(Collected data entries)
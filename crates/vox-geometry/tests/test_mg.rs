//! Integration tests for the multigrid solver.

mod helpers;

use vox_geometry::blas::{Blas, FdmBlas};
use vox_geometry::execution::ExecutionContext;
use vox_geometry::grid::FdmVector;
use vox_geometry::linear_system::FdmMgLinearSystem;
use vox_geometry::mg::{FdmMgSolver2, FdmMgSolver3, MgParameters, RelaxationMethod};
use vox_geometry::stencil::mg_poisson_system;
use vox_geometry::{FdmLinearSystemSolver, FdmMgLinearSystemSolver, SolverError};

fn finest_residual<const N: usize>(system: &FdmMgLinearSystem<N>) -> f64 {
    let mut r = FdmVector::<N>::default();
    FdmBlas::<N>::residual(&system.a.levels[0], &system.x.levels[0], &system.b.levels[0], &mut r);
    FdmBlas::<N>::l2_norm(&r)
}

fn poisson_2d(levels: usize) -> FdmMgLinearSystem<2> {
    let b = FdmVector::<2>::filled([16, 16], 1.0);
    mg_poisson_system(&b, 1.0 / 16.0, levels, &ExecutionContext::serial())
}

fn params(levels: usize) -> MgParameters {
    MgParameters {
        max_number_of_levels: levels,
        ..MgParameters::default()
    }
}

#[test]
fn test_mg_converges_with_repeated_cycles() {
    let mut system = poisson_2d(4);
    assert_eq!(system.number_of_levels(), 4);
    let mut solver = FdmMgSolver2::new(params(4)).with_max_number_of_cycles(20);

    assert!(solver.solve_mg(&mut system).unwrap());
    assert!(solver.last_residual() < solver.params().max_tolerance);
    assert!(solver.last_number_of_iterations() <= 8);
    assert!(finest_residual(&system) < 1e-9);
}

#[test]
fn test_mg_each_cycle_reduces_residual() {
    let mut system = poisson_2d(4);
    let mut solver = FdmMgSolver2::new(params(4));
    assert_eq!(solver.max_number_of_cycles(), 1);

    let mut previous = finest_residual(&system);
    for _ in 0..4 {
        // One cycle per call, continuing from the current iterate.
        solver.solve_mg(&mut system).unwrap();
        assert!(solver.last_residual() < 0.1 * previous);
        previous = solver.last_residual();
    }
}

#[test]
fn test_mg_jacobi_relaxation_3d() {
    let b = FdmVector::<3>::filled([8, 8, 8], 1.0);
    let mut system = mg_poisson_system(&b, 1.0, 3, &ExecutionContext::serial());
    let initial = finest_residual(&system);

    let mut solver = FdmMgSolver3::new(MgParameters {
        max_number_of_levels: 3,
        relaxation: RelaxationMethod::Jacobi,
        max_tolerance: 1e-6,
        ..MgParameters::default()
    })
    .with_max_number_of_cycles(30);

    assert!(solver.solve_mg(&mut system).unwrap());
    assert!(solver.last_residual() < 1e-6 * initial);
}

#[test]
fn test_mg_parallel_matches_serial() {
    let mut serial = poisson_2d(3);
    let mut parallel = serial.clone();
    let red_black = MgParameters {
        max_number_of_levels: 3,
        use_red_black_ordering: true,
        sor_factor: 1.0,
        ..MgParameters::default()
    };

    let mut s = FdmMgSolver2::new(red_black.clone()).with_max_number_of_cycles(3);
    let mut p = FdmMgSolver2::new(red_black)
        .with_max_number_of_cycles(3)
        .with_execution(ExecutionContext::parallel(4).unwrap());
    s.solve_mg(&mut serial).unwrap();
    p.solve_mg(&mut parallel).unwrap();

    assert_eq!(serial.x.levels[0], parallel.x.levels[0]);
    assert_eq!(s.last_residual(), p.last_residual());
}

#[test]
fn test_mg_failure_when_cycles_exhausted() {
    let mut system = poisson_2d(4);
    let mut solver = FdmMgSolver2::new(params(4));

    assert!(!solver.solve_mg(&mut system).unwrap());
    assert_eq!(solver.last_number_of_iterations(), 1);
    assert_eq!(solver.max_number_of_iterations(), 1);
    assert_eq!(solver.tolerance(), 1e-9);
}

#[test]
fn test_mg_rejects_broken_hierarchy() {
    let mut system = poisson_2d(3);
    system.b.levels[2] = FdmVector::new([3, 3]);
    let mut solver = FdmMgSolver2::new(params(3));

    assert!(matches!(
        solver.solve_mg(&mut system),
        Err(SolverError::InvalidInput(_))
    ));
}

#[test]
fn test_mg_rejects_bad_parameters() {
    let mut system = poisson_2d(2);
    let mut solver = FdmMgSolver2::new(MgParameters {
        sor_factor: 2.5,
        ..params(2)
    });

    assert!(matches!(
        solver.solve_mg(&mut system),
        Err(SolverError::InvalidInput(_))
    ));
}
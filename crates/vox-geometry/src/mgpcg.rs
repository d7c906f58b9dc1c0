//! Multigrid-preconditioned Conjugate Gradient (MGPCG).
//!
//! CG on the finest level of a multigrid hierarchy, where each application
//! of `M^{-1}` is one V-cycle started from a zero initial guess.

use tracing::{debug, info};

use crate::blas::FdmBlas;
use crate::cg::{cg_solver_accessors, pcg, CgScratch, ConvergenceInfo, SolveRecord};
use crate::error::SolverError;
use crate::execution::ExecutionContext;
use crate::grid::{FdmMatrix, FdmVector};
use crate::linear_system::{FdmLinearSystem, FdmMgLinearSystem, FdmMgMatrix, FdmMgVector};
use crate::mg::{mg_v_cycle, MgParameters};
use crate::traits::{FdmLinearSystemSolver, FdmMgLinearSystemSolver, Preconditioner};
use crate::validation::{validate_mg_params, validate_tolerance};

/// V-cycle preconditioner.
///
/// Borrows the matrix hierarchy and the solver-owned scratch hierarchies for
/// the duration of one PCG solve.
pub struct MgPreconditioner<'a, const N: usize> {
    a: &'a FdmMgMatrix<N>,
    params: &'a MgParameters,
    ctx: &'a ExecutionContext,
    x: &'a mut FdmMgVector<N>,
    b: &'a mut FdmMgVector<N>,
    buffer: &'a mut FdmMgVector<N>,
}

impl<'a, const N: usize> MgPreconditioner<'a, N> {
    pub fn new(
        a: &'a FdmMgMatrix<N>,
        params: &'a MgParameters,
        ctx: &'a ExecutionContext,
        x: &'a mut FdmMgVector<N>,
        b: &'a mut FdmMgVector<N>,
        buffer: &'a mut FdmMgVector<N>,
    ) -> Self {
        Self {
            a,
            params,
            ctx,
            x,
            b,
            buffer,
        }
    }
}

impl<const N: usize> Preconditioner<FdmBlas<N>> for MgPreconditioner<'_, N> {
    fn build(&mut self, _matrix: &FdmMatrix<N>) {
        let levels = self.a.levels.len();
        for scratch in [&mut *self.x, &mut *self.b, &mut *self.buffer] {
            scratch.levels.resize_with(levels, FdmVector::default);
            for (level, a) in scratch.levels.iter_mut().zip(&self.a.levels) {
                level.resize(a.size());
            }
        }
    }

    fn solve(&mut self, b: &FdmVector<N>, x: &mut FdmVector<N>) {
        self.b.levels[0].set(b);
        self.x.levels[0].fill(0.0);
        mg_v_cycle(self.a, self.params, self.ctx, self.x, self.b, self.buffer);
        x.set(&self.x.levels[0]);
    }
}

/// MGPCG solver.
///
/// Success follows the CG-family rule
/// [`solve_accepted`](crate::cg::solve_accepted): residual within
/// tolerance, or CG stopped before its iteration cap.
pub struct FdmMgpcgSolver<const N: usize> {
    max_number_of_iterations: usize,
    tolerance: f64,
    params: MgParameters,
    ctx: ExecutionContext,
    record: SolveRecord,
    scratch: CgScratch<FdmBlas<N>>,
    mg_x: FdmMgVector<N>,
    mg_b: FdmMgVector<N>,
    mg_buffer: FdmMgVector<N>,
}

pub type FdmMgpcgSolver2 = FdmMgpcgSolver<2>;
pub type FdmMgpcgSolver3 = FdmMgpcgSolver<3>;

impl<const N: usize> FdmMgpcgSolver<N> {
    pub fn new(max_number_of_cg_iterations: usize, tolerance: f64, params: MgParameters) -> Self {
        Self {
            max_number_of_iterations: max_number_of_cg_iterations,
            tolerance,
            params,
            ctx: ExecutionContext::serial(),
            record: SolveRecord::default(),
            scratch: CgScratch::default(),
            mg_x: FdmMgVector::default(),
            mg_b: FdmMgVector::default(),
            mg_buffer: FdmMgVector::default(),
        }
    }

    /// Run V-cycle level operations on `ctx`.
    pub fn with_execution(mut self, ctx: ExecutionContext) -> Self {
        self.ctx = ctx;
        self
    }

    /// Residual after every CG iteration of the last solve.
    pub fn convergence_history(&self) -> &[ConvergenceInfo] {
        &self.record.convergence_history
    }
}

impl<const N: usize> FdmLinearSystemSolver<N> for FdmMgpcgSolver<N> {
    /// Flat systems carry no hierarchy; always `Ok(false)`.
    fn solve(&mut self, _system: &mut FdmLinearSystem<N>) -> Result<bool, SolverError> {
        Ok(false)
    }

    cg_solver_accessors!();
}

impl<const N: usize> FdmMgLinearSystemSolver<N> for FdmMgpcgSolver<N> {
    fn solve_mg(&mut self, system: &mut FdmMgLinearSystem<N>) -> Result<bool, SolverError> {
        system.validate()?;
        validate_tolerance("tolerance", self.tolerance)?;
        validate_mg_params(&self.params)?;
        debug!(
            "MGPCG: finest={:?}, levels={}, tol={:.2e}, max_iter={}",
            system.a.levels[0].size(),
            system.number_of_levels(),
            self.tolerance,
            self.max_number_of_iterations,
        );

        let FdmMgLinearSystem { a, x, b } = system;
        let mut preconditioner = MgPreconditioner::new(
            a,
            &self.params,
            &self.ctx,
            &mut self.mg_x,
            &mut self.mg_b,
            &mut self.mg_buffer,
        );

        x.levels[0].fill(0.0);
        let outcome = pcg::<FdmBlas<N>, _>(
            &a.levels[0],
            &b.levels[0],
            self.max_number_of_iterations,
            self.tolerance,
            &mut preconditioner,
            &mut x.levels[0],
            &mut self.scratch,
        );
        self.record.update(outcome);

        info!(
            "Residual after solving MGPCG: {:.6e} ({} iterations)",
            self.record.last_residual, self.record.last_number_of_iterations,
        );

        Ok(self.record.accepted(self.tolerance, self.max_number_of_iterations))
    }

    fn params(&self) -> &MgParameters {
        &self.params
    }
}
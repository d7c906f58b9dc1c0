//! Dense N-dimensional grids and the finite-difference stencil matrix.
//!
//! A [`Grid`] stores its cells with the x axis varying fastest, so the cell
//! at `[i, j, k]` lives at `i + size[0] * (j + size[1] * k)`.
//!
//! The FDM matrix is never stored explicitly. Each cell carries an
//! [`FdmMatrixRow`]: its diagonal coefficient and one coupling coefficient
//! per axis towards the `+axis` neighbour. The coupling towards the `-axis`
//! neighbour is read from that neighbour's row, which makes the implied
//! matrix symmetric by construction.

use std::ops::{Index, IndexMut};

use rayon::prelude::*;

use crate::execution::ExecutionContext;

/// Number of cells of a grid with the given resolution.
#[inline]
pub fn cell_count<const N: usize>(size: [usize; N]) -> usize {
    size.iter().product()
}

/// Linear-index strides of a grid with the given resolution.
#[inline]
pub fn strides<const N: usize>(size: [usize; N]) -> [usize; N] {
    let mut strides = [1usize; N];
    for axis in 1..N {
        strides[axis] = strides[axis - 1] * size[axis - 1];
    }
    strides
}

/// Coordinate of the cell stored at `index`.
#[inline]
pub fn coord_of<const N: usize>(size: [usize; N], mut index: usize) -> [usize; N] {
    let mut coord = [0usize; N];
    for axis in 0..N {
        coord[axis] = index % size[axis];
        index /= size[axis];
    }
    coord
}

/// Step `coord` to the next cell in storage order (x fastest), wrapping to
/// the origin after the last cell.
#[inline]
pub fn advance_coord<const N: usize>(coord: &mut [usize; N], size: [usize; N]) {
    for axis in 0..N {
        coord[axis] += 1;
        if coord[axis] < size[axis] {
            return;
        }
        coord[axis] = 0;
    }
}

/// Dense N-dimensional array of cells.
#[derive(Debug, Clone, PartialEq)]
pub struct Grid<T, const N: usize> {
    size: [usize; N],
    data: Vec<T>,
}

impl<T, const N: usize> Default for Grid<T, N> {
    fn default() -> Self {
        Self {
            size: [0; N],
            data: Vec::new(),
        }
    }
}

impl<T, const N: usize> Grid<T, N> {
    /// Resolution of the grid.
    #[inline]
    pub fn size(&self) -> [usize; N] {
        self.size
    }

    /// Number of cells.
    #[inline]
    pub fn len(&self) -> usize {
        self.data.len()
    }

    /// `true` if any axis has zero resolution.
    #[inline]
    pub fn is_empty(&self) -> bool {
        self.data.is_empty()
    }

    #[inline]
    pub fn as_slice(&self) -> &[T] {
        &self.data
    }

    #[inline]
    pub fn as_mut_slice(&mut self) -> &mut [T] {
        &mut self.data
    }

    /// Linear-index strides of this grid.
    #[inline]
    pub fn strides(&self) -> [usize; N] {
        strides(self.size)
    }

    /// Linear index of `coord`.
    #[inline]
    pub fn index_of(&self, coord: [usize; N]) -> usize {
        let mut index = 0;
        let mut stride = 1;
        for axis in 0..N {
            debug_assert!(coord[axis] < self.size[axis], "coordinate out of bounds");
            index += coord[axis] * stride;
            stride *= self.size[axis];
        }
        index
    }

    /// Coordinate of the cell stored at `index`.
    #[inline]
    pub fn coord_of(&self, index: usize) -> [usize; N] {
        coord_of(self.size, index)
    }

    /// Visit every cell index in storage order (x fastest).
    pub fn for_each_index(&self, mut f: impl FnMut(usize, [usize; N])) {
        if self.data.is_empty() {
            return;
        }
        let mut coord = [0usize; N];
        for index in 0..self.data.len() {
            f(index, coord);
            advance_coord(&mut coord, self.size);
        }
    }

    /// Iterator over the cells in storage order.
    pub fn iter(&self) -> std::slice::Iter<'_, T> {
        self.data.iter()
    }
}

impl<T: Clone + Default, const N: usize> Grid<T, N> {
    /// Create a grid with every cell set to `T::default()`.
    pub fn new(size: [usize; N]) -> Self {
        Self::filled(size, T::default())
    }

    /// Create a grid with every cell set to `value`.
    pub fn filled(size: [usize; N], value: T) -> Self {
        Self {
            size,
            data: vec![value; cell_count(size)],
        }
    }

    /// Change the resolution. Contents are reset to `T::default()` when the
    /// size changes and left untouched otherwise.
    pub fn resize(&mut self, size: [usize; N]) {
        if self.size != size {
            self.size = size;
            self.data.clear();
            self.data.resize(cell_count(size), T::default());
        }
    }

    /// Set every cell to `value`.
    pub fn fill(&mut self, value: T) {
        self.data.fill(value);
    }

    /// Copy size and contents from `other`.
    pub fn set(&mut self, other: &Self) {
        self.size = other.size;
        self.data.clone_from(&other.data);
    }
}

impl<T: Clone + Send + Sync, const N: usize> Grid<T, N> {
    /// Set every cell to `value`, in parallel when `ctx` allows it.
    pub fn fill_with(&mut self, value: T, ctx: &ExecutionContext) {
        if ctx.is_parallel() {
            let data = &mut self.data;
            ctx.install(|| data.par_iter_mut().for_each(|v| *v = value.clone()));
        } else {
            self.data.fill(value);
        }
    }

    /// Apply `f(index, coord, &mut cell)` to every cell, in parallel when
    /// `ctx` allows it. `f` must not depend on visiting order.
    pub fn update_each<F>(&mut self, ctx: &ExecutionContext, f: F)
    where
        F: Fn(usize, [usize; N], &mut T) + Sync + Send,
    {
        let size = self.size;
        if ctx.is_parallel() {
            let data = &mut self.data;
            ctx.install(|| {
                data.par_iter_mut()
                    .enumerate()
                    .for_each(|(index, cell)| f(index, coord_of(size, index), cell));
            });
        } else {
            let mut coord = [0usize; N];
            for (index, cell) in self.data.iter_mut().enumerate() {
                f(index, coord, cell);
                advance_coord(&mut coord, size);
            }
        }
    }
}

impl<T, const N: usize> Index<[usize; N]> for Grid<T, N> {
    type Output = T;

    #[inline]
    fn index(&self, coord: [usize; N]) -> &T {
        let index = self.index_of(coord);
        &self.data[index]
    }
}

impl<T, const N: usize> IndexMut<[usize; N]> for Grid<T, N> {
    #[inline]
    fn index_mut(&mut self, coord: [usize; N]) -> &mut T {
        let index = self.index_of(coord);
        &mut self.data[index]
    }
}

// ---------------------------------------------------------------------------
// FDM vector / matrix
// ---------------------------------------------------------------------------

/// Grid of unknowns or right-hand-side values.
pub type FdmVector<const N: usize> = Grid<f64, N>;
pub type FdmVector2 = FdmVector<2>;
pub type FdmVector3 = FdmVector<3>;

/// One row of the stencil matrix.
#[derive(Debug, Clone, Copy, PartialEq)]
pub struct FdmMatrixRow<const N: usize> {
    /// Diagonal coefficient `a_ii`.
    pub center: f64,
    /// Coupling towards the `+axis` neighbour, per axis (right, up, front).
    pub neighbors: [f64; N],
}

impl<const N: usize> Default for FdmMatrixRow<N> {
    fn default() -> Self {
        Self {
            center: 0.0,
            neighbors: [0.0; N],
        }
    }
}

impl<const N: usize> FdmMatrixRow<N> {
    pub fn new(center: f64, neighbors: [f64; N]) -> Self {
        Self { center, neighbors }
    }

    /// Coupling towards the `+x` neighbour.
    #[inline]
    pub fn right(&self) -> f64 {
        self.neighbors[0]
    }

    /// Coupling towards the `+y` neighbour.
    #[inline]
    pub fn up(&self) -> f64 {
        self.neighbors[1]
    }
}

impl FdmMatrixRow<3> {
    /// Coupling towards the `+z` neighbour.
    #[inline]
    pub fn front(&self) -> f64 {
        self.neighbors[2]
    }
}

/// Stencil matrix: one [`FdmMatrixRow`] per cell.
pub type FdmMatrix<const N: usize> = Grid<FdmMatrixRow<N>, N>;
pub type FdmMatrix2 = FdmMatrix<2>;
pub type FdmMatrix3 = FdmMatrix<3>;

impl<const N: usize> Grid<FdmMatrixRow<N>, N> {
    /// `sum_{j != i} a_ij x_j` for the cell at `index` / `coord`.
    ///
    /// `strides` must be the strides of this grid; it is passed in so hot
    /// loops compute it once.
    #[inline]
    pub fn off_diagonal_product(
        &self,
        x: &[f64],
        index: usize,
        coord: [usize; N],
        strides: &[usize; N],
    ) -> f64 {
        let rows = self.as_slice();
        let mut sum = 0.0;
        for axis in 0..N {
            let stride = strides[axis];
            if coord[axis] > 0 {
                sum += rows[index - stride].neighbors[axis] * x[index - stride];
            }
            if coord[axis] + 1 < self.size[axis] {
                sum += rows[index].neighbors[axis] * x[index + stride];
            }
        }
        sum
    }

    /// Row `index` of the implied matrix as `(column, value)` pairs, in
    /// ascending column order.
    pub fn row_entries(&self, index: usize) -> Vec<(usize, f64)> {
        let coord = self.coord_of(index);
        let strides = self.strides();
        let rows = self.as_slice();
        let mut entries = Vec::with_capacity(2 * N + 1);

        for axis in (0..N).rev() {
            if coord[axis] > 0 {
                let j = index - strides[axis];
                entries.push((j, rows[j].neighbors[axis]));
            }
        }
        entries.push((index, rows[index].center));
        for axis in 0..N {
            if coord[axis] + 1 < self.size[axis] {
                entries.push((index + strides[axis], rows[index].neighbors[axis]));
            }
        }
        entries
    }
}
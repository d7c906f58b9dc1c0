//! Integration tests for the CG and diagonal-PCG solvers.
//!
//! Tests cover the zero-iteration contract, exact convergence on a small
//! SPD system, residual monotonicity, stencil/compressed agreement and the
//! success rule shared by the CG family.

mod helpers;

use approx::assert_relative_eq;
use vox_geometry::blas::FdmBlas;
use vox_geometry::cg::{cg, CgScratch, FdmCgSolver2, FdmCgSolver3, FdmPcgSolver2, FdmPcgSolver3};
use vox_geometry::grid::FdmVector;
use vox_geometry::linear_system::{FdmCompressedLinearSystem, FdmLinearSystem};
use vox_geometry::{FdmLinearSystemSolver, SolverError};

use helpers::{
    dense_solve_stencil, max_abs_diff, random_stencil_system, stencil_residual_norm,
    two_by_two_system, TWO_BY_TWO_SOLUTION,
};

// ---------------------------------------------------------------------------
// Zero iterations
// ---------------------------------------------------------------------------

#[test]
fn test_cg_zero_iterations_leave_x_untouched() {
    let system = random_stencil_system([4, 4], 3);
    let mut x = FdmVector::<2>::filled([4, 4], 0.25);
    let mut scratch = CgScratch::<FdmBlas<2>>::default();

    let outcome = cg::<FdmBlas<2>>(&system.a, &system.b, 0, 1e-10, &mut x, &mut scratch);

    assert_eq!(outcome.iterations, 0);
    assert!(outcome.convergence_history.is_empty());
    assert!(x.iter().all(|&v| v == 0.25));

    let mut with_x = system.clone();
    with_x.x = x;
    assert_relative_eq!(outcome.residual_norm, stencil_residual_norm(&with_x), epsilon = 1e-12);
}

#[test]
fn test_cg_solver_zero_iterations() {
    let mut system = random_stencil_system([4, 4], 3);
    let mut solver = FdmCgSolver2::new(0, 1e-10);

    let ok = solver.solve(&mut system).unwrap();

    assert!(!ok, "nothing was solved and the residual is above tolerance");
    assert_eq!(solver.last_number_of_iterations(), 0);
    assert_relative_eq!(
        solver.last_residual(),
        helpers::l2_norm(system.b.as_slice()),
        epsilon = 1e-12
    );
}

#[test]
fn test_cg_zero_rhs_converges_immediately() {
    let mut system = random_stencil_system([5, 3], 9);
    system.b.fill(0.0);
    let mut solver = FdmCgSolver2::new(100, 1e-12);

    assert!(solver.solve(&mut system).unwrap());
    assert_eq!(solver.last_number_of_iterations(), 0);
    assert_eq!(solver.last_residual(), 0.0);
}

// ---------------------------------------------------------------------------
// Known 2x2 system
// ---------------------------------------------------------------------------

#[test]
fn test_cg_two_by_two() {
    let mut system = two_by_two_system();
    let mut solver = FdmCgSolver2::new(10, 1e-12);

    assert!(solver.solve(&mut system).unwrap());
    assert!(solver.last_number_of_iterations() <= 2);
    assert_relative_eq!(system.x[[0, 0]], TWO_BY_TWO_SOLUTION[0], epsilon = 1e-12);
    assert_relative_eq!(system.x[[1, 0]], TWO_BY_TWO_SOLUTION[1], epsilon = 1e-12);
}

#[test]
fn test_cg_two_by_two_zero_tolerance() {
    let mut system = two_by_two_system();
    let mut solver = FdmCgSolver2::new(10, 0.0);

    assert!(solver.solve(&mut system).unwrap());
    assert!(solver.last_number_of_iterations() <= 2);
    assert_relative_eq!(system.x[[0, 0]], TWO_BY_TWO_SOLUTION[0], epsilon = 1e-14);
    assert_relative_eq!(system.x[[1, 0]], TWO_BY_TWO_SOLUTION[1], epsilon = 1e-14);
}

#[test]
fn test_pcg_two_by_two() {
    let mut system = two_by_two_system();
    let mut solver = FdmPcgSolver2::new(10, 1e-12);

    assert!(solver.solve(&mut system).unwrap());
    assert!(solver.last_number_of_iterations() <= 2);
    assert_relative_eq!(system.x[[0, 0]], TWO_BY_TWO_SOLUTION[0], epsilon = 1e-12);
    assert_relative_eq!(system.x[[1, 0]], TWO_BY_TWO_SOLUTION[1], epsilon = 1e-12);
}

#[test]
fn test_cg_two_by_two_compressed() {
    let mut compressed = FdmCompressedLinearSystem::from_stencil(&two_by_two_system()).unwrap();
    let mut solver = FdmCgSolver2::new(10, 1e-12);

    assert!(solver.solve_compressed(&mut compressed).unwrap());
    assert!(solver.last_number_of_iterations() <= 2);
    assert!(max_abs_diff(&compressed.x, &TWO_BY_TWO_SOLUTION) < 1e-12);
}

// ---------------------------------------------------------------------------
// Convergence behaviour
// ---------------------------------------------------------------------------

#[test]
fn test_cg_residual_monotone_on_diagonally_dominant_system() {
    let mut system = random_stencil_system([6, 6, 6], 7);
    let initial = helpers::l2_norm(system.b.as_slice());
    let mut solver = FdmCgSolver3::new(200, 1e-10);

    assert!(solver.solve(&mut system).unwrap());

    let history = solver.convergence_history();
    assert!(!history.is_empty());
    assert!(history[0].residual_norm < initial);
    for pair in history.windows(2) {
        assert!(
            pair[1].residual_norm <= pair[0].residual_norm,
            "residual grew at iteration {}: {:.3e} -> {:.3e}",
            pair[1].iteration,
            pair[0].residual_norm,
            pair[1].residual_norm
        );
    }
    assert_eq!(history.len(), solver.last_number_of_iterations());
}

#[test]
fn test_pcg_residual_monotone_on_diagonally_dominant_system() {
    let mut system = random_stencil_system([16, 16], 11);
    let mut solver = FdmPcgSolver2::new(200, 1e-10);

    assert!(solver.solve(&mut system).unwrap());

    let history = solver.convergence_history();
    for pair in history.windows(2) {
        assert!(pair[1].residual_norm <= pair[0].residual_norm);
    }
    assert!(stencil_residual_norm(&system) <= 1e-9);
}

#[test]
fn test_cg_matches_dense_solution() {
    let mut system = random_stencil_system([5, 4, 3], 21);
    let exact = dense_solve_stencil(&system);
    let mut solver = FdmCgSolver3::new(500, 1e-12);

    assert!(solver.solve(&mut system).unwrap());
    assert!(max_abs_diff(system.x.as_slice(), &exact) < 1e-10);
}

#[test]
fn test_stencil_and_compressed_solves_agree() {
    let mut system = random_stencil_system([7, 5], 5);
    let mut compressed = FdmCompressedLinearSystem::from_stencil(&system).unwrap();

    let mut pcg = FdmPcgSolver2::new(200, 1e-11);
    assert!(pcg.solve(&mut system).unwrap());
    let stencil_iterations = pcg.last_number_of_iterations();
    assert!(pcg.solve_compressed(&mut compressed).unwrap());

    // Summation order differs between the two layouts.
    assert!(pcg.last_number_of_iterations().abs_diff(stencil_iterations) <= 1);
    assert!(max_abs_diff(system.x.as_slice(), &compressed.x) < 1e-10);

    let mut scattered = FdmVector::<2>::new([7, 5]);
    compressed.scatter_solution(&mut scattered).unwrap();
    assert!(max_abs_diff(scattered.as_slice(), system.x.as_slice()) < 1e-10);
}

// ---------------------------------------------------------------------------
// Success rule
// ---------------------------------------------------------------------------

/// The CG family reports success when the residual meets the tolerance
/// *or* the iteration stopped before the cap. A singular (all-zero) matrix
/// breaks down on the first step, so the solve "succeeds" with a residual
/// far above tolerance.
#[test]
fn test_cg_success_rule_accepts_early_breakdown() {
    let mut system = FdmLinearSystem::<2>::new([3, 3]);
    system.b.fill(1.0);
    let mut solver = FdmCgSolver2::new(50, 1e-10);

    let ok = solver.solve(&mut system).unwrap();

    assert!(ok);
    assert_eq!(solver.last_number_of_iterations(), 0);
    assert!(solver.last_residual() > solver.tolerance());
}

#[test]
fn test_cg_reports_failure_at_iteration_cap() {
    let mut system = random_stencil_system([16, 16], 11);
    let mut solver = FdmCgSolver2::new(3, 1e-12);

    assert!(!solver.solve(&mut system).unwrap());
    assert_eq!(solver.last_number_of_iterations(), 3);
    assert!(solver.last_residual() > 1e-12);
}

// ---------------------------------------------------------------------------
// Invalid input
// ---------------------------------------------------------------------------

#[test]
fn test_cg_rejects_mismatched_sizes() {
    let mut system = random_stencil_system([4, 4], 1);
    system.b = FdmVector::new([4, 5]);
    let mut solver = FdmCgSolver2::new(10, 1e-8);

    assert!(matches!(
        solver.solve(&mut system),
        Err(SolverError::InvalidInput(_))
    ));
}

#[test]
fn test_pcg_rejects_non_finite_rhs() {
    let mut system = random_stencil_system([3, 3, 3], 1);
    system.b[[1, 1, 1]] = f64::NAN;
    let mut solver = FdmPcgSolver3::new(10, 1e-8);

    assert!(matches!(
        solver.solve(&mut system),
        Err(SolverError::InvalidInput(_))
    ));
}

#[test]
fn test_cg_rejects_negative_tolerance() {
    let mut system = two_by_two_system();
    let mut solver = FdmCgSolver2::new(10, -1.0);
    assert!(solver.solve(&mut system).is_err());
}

**Work to be completed:** The answer must be every line of the records that holds the string "filled".

**Reply:**
    let b = FdmVector::<2>::filled([16, 16], 1.0);
    let b = FdmVector::<3>::filled([8, 8, 8], 1.0);
        Self::filled(size, T::default())
    pub fn filled(size: [usize; N], value: T) -> Self {
    let mut x = FdmVector::<2>::filled([4, 4], 0.25);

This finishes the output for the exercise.